A day after the story published, the Navy moved servicemembers out of the affected rooms and pledged to get after fixing problems they had known about for years.

Last week, Brooks ascribed the delays to fixing these problems to “an environment with limited resources and budgetary constraints.”

“We don’t always have the solutions we would like to have,” he said, adding that Navy leadership has since “made additional resources available to accelerate the repairs while maintaining suitable living arrangements for the residents.”
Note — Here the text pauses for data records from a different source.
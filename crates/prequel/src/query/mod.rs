//! Leaf query modifiers: ordering, grouping, joining, and pagination
//! mutations applied to the query context. Modifiers contribute nothing to
//! the predicate pass; rendering and mutation are separate passes with no
//! interaction.


use crate::{
    context::QueryContext,
    error::SpecError,
    operand::Operand,
    traits::{QueryModifier, Specification},
};
use serde::{Deserialize, Serialize};

///
/// OrderDirection
///
/// Closed enum; invalid direction literals are unrepresentable by
/// construction.
///

#[derive(Clone, Copy, Debug, Default, Eq, PartialEq, Serialize, Deserialize)]
pub enum OrderDirection {
    #[default]
    Asc,
    Desc,
}

impl OrderDirection {
    #[must_use]
    pub const fn as_str(self) -> &'static str {
        match self {
            Self::Asc => "ASC",
            Self::Desc => "DESC",
        }
    }
}

///
/// OrderBy
///

#[derive(Clone, Debug)]
pub struct OrderBy {
    field: Operand,
    direction: OrderDirection,
    context: Option<String>,
}

impl OrderBy {
    pub fn new(field: impl Into<Operand>, direction: OrderDirection) -> Self {
        Self {
            field: field.into(),
            direction,
            context: None,
        }
    }

    pub fn asc(field: impl Into<Operand>) -> Self {
        Self::new(field, OrderDirection::Asc)
    }

    pub fn desc(field: impl Into<Operand>) -> Self {
        Self::new(field, OrderDirection::Desc)
    }

    #[must_use]
    pub fn with_context(mut self, context: impl Into<String>) -> Self {
        self.context = Some(context.into());
        self
    }
}

impl Specification for OrderBy {
    fn as_modifier(&self) -> Option<&dyn QueryModifier> {
        Some(self)
    }
}

impl QueryModifier for OrderBy {
    fn apply(&self, qc: &mut dyn QueryContext, alias: &str) -> Result<(), SpecError> {
        let alias = self.context.as_deref().unwrap_or(alias);
        let path = self.field.resolve(qc, alias)?;

        qc.add_order_by(&path, self.direction);

        Ok(())
    }
}

///
/// GroupBy
///

#[derive(Clone, Debug)]
pub struct GroupBy {
    field: Operand,
    context: Option<String>,
}

impl GroupBy {
    pub fn new(field: impl Into<Operand>) -> Self {
        Self {
            field: field.into(),
            context: None,
        }
    }

    #[must_use]
    pub fn with_context(mut self, context: impl Into<String>) -> Self {
        self.context = Some(context.into());
        self
    }
}

impl Specification for GroupBy {
    fn as_modifier(&self) -> Option<&dyn QueryModifier> {
        Some(self)
    }
}

impl QueryModifier for GroupBy {
    fn apply(&self, qc: &mut dyn QueryContext, alias: &str) -> Result<(), SpecError> {
        let alias = self.context.as_deref().unwrap_or(alias);
        let path = self.field.resolve(qc, alias)?;

        qc.add_group_by(&path);

        Ok(())
    }
}

///
/// JoinKind
///

#[derive(Clone, Copy, Debug, Eq, PartialEq, Serialize, Deserialize)]
pub enum JoinKind {
    Inner,
    Left,
}

///
/// Join
///
/// Joins a relation path under a new alias. The path resolves against the
/// effective alias of this node; children rendered under `new_alias` must
/// set their own context override.
///

#[derive(Clone, Debug)]
pub struct Join {
    kind: JoinKind,
    path: Operand,
    new_alias: String,
    context: Option<String>,
}

impl Join {
    pub fn new(kind: JoinKind, path: impl Into<Operand>, new_alias: impl Into<String>) -> Self {
        Self {
            kind,
            path: path.into(),
            new_alias: new_alias.into(),
            context: None,
        }
    }

    pub fn inner(path: impl Into<Operand>, new_alias: impl Into<String>) -> Self {
        Self::new(JoinKind::Inner, path, new_alias)
    }

    pub fn left(path: impl Into<Operand>, new_alias: impl Into<String>) -> Self {
        Self::new(JoinKind::Left, path, new_alias)
    }

    #[must_use]
    pub fn with_context(mut self, context: impl Into<String>) -> Self {
        self.context = Some(context.into());
        self
    }
}

impl Specification for Join {
    fn as_modifier(&self) -> Option<&dyn QueryModifier> {
        Some(self)
    }
}

impl QueryModifier for Join {
    fn apply(&self, qc: &mut dyn QueryContext, alias: &str) -> Result<(), SpecError> {
        let alias = self.context.as_deref().unwrap_or(alias);
        let path = self.path.resolve(qc, alias)?;

        qc.add_join(self.kind, &path, &self.new_alias);

        Ok(())
    }
}

///
/// Limit
///

#[derive(Clone, Copy, Debug)]
pub struct Limit {
    limit: u32,
}

impl Limit {
    #[must_use]
    pub const fn new(limit: u32) -> Self {
        Self { limit }
    }
}

impl Specification for Limit {
    fn as_modifier(&self) -> Option<&dyn QueryModifier> {
        Some(self)
    }
}

impl QueryModifier for Limit {
    fn apply(&self, qc: &mut dyn QueryContext, _alias: &str) -> Result<(), SpecError> {
        qc.set_limit(self.limit);

        Ok(())
    }
}

///
/// Offset
///

#[derive(Clone, Copy, Debug)]
pub struct Offset {
    offset: u32,
}

impl Offset {
    #[must_use]
    pub const fn new(offset: u32) -> Self {
        Self { offset }
    }
}

impl Specification for Offset {
    fn as_modifier(&self) -> Option<&dyn QueryModifier> {
        Some(self)
    }
}

impl QueryModifier for Offset {
    fn apply(&self, qc: &mut dyn QueryContext, _alias: &str) -> Result<(), SpecError> {
        qc.set_offset(self.offset);

        Ok(())
    }
}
The barracks issues have caught the attention of Capitol Hill, and lawmakers have sought more information from the Navy regarding the problems.

During a Feb. 3 townhall meeting, a recording of which was obtained by Navy Times, base commanding officer Capt. Scott Switzer encouraged affected troops to keep submitting trouble tickets.

But he also admitted that those trouble tickets had been improperly handled.

“We just discovered a problem with our reporting process from some of our people who were not taking care of these trouble tickets the right way, and we screwed that up,” said Switzer, who took command of the base in May 2021.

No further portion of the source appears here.